▸ **DIRECTIONS FOR THIS TASK**
Take every line containing "counter" from the material and copy it.

▸ **THE RECORDS**
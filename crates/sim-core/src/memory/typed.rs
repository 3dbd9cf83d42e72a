//! Typed access composed from raw reads and writes.
//!
//! Every helper forwards the underlying [`AccessViolation`] unchanged. Float
//! helpers move bit patterns; they never convert numerically.

use crate::{AccessViolation, ByteOrder, FloatWord, Memory, Word};

/// Reads one `W`-sized word at `index` using `order`.
///
/// # Errors
///
/// Returns the [`AccessViolation`] reported by [`Memory::read_raw`], or a
/// read violation for the whole word when the returned view is not exactly
/// `W::BYTES` long.
pub fn read_word<W: Word, M: Memory + ?Sized>(
    memory: &mut M,
    order: ByteOrder,
    index: u64,
) -> Result<W, AccessViolation> {
    let num_bytes = W::BYTES as u64;
    let raw = memory.read_raw(index, num_bytes)?;
    let mut bytes = W::Bytes::default();
    let dst = bytes.as_mut();
    if raw.len() != dst.len() {
        return Err(AccessViolation::read(index, num_bytes));
    }
    dst.copy_from_slice(&raw);
    Ok(W::from_bytes(bytes, order))
}

/// Writes one `W`-sized word at `index` using `order`.
///
/// # Errors
///
/// Returns the [`AccessViolation`] reported by [`Memory::write_raw`].
pub fn write_word<W: Word, M: Memory + ?Sized>(
    memory: &mut M,
    order: ByteOrder,
    value: W,
    index: u64,
) -> Result<(), AccessViolation> {
    memory.write_raw(value.to_bytes(order).as_ref(), index)
}

/// Reads a `u16` at `index`.
///
/// # Errors
///
/// Propagates the raw read fault.
pub fn read_u16<M: Memory + ?Sized>(
    memory: &mut M,
    order: ByteOrder,
    index: u64,
) -> Result<u16, AccessViolation> {
    read_word(memory, order, index)
}

/// Reads a `u32` at `index`.
///
/// # Errors
///
/// Propagates the raw read fault.
pub fn read_u32<M: Memory + ?Sized>(
    memory: &mut M,
    order: ByteOrder,
    index: u64,
) -> Result<u32, AccessViolation> {
    read_word(memory, order, index)
}

/// Reads a `u64` at `index`.
///
/// # Errors
///
/// Propagates the raw read fault.
pub fn read_u64<M: Memory + ?Sized>(
    memory: &mut M,
    order: ByteOrder,
    index: u64,
) -> Result<u64, AccessViolation> {
    read_word(memory, order, index)
}

/// Reads the bit pattern of an `f32` at `index`.
///
/// # Errors
///
/// Propagates the raw read fault.
pub fn read_f32<M: Memory + ?Sized>(
    memory: &mut M,
    order: ByteOrder,
    index: u64,
) -> Result<f32, AccessViolation> {
    read_word::<u32, M>(memory, order, index).map(FloatWord::to_float)
}

/// Reads the bit pattern of an `f64` at `index`.
///
/// # Errors
///
/// Propagates the raw read fault.
pub fn read_f64<M: Memory + ?Sized>(
    memory: &mut M,
    order: ByteOrder,
    index: u64,
) -> Result<f64, AccessViolation> {
    read_word::<u64, M>(memory, order, index).map(FloatWord::to_float)
}

/// Writes a `u16` at `index`.
///
/// # Errors
///
/// Propagates the raw write fault.
pub fn write_u16<M: Memory + ?Sized>(
    memory: &mut M,
    order: ByteOrder,
    value: u16,
    index: u64,
) -> Result<(), AccessViolation> {
    write_word(memory, order, value, index)
}

/// Writes a `u32` at `index`.
///
/// # Errors
///
/// Propagates the raw write fault.
pub fn write_u32<M: Memory + ?Sized>(
    memory: &mut M,
    order: ByteOrder,
    value: u32,
    index: u64,
) -> Result<(), AccessViolation> {
    write_word(memory, order, value, index)
}

/// Writes a `u64` at `index`.
///
/// # Errors
///
/// Propagates the raw write fault.
pub fn write_u64<M: Memory + ?Sized>(
    memory: &mut M,
    order: ByteOrder,
    value: u64,
    index: u64,
) -> Result<(), AccessViolation> {
    write_word(memory, order, value, index)
}

/// Writes the bit pattern of an `f32` at `index`.
///
/// # Errors
///
/// Propagates the raw write fault.
pub fn write_f32<M: Memory + ?Sized>(
    memory: &mut M,
    order: ByteOrder,
    value: f32,
    index: u64,
) -> Result<(), AccessViolation> {
    write_word(memory, order, value.to_bits(), index)
}

/// Writes the bit pattern of an `f64` at `index`.
///
/// # Errors
///
/// Propagates the raw write fault.
pub fn write_f64<M: Memory + ?Sized>(
    memory: &mut M,
    order: ByteOrder,
    value: f64,
    index: u64,
) -> Result<(), AccessViolation> {
    write_word(memory, order, value.to_bits(), index)
}
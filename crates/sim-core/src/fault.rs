use thiserror::Error;

/// Memory fault describing the exact access request that was rejected.
///
/// Produced by [`crate::Memory`] implementations when an access range runs
/// past the end of the buffer or when `location + num_bytes` overflows the
/// 64-bit address width.
#[derive(Debug, Clone, Copy, PartialEq, Eq, Hash, Error)]
#[cfg_attr(feature = "serde", derive(serde::Deserialize, serde::Serialize))]
#[error("cannot access memory location {location:#x} ({num_bytes} bytes, was_read: {was_read})")]
pub struct AccessViolation {
    /// First address of the rejected request.
    pub location: u64,
    /// Length in bytes of the rejected request.
    pub num_bytes: u64,
    /// `true` for reads, `false` for writes.
    pub was_read: bool,
}

impl AccessViolation {
    /// Builds a fault for a rejected read.
    #[must_use]
    pub const fn read(location: u64, num_bytes: u64) -> Self {
        Self {
            location,
            num_bytes,
            was_read: true,
        }
    }

    /// Builds a fault for a rejected write.
    #[must_use]
    pub const fn write(location: u64, num_bytes: u64) -> Self {
        Self {
            location,
            num_bytes,
            was_read: false,
        }
    }
}

/// Error surfaced by a single processor step.
///
/// `E` is the integrator-defined error type of the instruction runner.
#[derive(Debug, Clone, PartialEq, Eq, Error)]
pub enum StepError<E> {
    /// Instruction fetch hit a memory fault that no fault handler absorbed.
    #[error(transparent)]
    AccessViolation(#[from] AccessViolation),
    /// The instruction runner rejected or failed to execute the fetched word.
    #[error("instruction runner failed: {0}")]
    Runner(E),
}

impl<E> StepError<E> {
    /// Returns the memory fault carried by this error, if any.
    #[must_use]
    pub const fn access_violation(&self) -> Option<&AccessViolation> {
        match self {
            Self::AccessViolation(fault) => Some(fault),
            Self::Runner(_) => None,
        }
    }

    /// Returns the runner error carried by this error, if any.
    #[must_use]
    pub const fn runner_error(&self) -> Option<&E> {
        match self {
            Self::AccessViolation(_) => None,
            Self::Runner(err) => Some(err),
        }
    }
}

/// Rejected construction parameters.
#[derive(Debug, Clone, Copy, PartialEq, Eq, Hash, Error)]
pub enum ConfigError {
    /// The program-counter designation points outside the register bank.
    #[error("program counter index {index} is outside a bank of {len} registers")]
    PcIndexOutOfRange {
        /// Requested program-counter index.
        index: usize,
        /// Number of registers in the bank.
        len: usize,
    },
    /// The zero register discards writes and cannot hold a program counter.
    #[error("register {index} is a zero register and cannot be the program counter")]
    ZeroRegisterAsPc {
        /// Requested program-counter index.
        index: usize,
    },
    /// A bounded submission queue needs room for at least one action.
    #[error("interrupt queue capacity must be non-zero")]
    ZeroQueueCapacity,
}

#[cfg(test)]
mod tests {
    use super::{AccessViolation, ConfigError, StepError};

    #[test]
    fn constructors_record_access_direction() {
        assert_eq!(
            AccessViolation::read(0x10, 4),
            AccessViolation {
                location: 0x10,
                num_bytes: 4,
                was_read: true
            }
        );
        assert!(!AccessViolation::write(0x10, 4).was_read);
    }

    #[test]
    fn access_violation_message_names_location_and_length() {
        let message = AccessViolation::write(0x400, 8).to_string();
        assert_eq!(
            message,
            "cannot access memory location 0x400 (8 bytes, was_read: false)"
        );
    }

    #[test]
    fn step_error_is_transparent_over_memory_faults() {
        let fault = AccessViolation::read(0xFFFF, 2);
        let err: StepError<&str> = fault.into();

        assert_eq!(err.to_string(), fault.to_string());
        assert_eq!(err.access_violation(), Some(&fault));
        assert_eq!(err.runner_error(), None);
    }

    #[test]
    fn step_error_wraps_runner_errors_verbatim() {
        let err: StepError<&str> = StepError::Runner("illegal opcode");

        assert_eq!(err.runner_error(), Some(&"illegal opcode"));
        assert!(err.access_violation().is_none());
        assert_eq!(err.to_string(), "instruction runner failed: illegal opcode");
    }

    #[test]
    fn config_errors_render_offending_values() {
        assert_eq!(
            ConfigError::PcIndexOutOfRange { index: 9, len: 4 }.to_string(),
            "program counter index 9 is outside a bank of 4 registers"
        );
        assert_eq!(
            ConfigError::ZeroQueueCapacity.to_string(),
            "interrupt queue capacity must be non-zero"
        );
    }
}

▸ **REPLY**
    /// The program-counter designation points outside the register bank.
    #[error("program counter index {index} is outside a bank of {len} registers")]
        /// Requested program-counter index.
    /// The zero register discards writes and cannot hold a program counter.
    #[error("register {index} is a zero register and cannot be the program counter")]
        /// Requested program-counter index.
            "program counter index 9 is outside a bank of 4 registers"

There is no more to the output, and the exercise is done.